I centrocampisti sono più bravi, quando diventano allenatori

Le statistiche sui grandi campionati europei non lasciano spazio a de dubbi.
di Redazione Undici 21 Febbraio 2025 alle 13:33

In questo momento, quattro delle cinque squadre prime in classifica nelle leghe più importanti d’Europa – Liverpool in Inghilterra, Real Madrid in Spagna, Napoli in Italia, PSG in Francia – sono allenate da ex centrocampisti, con l’eccezione di Vincent Kompany del Bayern Monaco, che per tanti anni è stato un (fantastico) difensore. Stiamo parlando di Slot, Ancelotti, Conte e Luis Enrique. A questo gruppo, naturalmente, possiamo aggiungere tanti altri tecnici che hanno segnato il calcio negli ultimi anni: Pep Guardiola, Mikel Arteta, Diego Simeone, Hansi Flick, Xabi Alonso e Luciano Spalletti, e naturalmente l’elenco è incompleto, hanno tutti avuto una carriera – alcuni eccellente e altri meno, ma non è questo il punto – come centrocampisti.

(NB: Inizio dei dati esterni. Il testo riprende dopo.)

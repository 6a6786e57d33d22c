//! Snapshot: the complete data store at one point in time.
//!
//! # Responsibility
//! - Hold boards plus the global member and label collections.
//! - Locate entities by id for the mutation and move layers.
//! - Resolve card references for display, with placeholders for dangling
//!   ids.
//!
//! # Invariants
//! - A snapshot value is never mutated after it has been handed out;
//!   operations clone and return a new value.

use crate::model::board::{Board, Card, List};
use crate::model::catalog::{Label, Member};
use serde::{Deserialize, Serialize};

/// Position of a list inside the snapshot: `(board_index, list_index)`.
pub type ListPosition = (usize, usize);

/// Position of a card inside the snapshot:
/// `(board_index, list_index, card_index)`.
pub type CardPosition = (usize, usize, usize);

/// Persisted record: `{ boards, members, labels }`.
#[derive(Debug, Clone, Default, PartialEq, Eq, Serialize, Deserialize)]
pub struct Snapshot {
    #[serde(default)]
    pub boards: Vec<Board>,
    #[serde(default)]
    pub members: Vec<Member>,
    #[serde(default)]
    pub labels: Vec<Label>,
}

impl Snapshot {
    pub fn board_index(&self, board_id: &str) -> Option<usize> {
        self.boards.iter().position(|board| board.id == board_id)
    }

    pub fn board(&self, board_id: &str) -> Option<&Board> {
        self.boards.iter().find(|board| board.id == board_id)
    }

    pub fn list_position(&self, list_id: &str) -> Option<ListPosition> {
        self.boards
            .iter()
            .enumerate()
            .find_map(|(board_index, board)| {
                board
                    .lists
                    .iter()
                    .position(|list| list.id == list_id)
                    .map(|list_index| (board_index, list_index))
            })
    }

    pub fn list(&self, list_id: &str) -> Option<&List> {
        self.list_position(list_id)
            .map(|(board_index, list_index)| &self.boards[board_index].lists[list_index])
    }

    pub fn card_position(&self, card_id: &str) -> Option<CardPosition> {
        for (board_index, board) in self.boards.iter().enumerate() {
            for (list_index, list) in board.lists.iter().enumerate() {
                if let Some(card_index) = list.position_of(card_id) {
                    return Some((board_index, list_index, card_index));
                }
            }
        }
        None
    }

    pub fn card(&self, card_id: &str) -> Option<&Card> {
        self.card_position(card_id)
            .map(|(board_index, list_index, card_index)| {
                &self.boards[board_index].lists[list_index].cards[card_index]
            })
    }

    pub fn label(&self, label_id: &str) -> Option<&Label> {
        self.labels.iter().find(|label| label.id == label_id)
    }

    pub fn member(&self, member_id: &str) -> Option<&Member> {
        self.members.iter().find(|member| member.id == member_id)
    }

    /// Resolves a card's labels for display.
    ///
    /// Dangling references come back as [`Label::placeholder`].
    pub fn resolve_labels(&self, card: &Card) -> Vec<Label> {
        card.labels
            .iter()
            .map(|id| {
                self.label(id)
                    .cloned()
                    .unwrap_or_else(|| Label::placeholder(id))
            })
            .collect()
    }

    /// Resolves a card's members for display.
    ///
    /// Dangling references come back as [`Member::placeholder`].
    pub fn resolve_members(&self, card: &Card) -> Vec<Member> {
        card.members
            .iter()
            .map(|id| {
                self.member(id)
                    .cloned()
                    .unwrap_or_else(|| Member::placeholder(id))
            })
            .collect()
    }

    /// Total number of cards across all boards.
    pub fn card_count(&self) -> usize {
        self.boards.iter().map(Board::card_count).sum()
    }
}

#[cfg(test)]
mod tests {
    use super::Snapshot;
    use crate::model::board::{Board, Card, List};
    use crate::model::catalog::{Label, LabelColor, Member};

    fn fixture() -> Snapshot {
        let mut card = Card::new("c");
        card.id = "c1".to_string();
        card.labels = vec!["l-known".to_string(), "l-gone".to_string()];
        card.members = vec!["m-gone".to_string()];
        let mut list = List::new("todo");
        list.id = "L1".to_string();
        list.cards.push(card);
        let mut board = Board::new("b", None);
        board.id = "B1".to_string();
        board.lists.push(List::new("empty"));
        board.lists.push(list);

        Snapshot {
            boards: vec![board],
            members: vec![Member::new("m1", "Alice")],
            labels: vec![Label::with_id("l-known", "known", LabelColor::default())],
        }
    }

    #[test]
    fn locates_lists_and_cards_by_id() {
        let snapshot = fixture();
        assert_eq!(snapshot.list_position("L1"), Some((0, 1)));
        assert_eq!(snapshot.card_position("c1"), Some((0, 1, 0)));
        assert!(snapshot.card("nope").is_none());
        assert_eq!(snapshot.card_count(), 1);
    }

    #[test]
    fn dangling_references_resolve_to_placeholders() {
        let snapshot = fixture();
        let card = snapshot.card("c1").unwrap();

        let labels = snapshot.resolve_labels(card);
        assert_eq!(labels[0].name, "known");
        assert_eq!(labels[1].name, "l-gone");
        assert_eq!(labels[1].color.as_str(), "gray");

        let members = snapshot.resolve_members(card);
        assert_eq!(members[0].name, "m-gone");
    }
}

Da tempo esiste la suggestione, suffragata da numeri sommari, per cui chi è abituato a stare in mezzo al campo, proprio letteralmente, abbia sviluppato una miglior visione del gioco. E quindi abbia maggiori possibilità di diventare un grande allenatore. Ecco, ora si può passare al livello suggestivo: siamo ben oltre la suggestione, siamo dentro una vera e propria tendenza. Al di là dei casi che abbiamo appena citato, infatti, le statistiche relative ai campionati top in Europa non lasciano spazio a interpretazioni: i centrocampisti sono più bravi, quando vanno a sedersi in panchina. Se guardiamo agli ultimi anni di Premier, Liga e Serie A, la percentuale di tecnici-ex centrocampisti supera il 50%, con il picco del 60% nel campionato spagnolo; in Bundesliga, invece, la quota supera comunque il 40%. Ed è la più alta tra tutti gli altri ruoli (portieri, difensori, attaccanti). Al di là dei nomi che abbiamo già fatto, basta guardare alla Serie A per rendersi conto delle (s)proporzioni: Gasperini, Italiano, Fàbregas, D’Aversa, Vieira, Thiago Motta, Giampaolo, Di Francesco e Zanetti erano tutti dei centrocampisti. Sergio Conceição e Palladino erano dei laterali offensivi, oggi si considererebbero più come attaccanti, che come centrocampisti; Nicola, Nesta, Baroni, Chivu e Vanoli giocavano in difesa, Simone Inzaghi era una punta pura; Kosta Runjaic, di fatto, è stato un calciatore solo nelle serie inferiori tedesche.

In questa immagine, tratta da reddit, si notano diverse cose. Intanto la quasi totale assenza degli ex portieri tra i tecnici di primo livello. E poi, ripetiamo, la sproporzione tra un Typucal Team – cioè la composizione media e quindi tipica di una squadra di calcio, in cui i difensori sono leggermente di più rispetto a centrocampisti e attaccanti – e l’esito delle carriere in panchina. Insomma, si può dire senza timore di smentita: i centrocampisti diventano allenatori più bravi, o comunque più ambiti dai club più importanti, rispetto ai difensori, agli attaccanti, ai portieri.